#### [Exercise objective]
Go through the records and extract every line with the word "pending".

Stored data

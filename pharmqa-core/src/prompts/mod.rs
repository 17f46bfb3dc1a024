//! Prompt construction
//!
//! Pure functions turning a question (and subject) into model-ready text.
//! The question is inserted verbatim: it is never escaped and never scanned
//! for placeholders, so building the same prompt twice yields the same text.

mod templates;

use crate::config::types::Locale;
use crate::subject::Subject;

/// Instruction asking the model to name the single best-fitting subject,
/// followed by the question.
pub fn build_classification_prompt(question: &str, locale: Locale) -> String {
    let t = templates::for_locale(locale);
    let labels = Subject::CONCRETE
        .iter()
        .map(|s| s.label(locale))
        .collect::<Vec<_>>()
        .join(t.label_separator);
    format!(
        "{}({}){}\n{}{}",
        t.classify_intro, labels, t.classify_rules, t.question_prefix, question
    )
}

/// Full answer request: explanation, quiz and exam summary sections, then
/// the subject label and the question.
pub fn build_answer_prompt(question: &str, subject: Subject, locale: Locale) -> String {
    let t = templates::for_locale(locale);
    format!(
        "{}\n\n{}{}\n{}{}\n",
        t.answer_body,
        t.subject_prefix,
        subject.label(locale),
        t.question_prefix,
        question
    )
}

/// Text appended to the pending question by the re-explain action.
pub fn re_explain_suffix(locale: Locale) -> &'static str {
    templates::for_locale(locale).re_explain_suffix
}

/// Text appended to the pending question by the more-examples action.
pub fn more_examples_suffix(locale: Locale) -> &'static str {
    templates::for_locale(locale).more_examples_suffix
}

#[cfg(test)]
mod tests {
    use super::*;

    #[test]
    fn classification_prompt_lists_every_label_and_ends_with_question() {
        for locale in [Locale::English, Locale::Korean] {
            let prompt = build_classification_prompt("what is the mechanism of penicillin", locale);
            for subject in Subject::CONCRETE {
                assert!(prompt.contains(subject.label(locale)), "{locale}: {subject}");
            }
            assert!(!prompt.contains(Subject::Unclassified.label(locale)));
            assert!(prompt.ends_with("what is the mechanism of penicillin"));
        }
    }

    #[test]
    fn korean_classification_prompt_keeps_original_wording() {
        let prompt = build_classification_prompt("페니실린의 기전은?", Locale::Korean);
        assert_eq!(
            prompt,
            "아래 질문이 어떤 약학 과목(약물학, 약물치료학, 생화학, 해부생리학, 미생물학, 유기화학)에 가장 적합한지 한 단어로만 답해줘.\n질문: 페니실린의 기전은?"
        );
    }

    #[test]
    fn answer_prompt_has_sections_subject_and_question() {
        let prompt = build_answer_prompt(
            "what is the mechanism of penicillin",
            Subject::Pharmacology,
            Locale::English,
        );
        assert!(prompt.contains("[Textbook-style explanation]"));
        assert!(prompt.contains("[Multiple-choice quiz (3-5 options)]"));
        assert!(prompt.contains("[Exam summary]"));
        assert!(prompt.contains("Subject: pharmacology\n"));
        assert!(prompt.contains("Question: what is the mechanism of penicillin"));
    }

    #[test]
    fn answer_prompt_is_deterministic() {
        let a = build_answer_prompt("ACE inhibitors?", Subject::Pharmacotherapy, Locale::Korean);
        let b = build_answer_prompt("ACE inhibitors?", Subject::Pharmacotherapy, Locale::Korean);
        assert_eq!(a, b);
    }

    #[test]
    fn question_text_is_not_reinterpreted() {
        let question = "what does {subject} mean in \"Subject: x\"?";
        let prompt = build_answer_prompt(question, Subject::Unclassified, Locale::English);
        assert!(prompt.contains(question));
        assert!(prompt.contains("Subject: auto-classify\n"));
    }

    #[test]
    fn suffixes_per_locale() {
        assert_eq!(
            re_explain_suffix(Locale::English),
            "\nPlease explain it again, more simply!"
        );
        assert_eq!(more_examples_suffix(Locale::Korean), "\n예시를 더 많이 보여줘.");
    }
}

#### [Solution to the exercise]
/// Text appended to the pending question by the re-explain action.
/// Text appended to the pending question by the more-examples action.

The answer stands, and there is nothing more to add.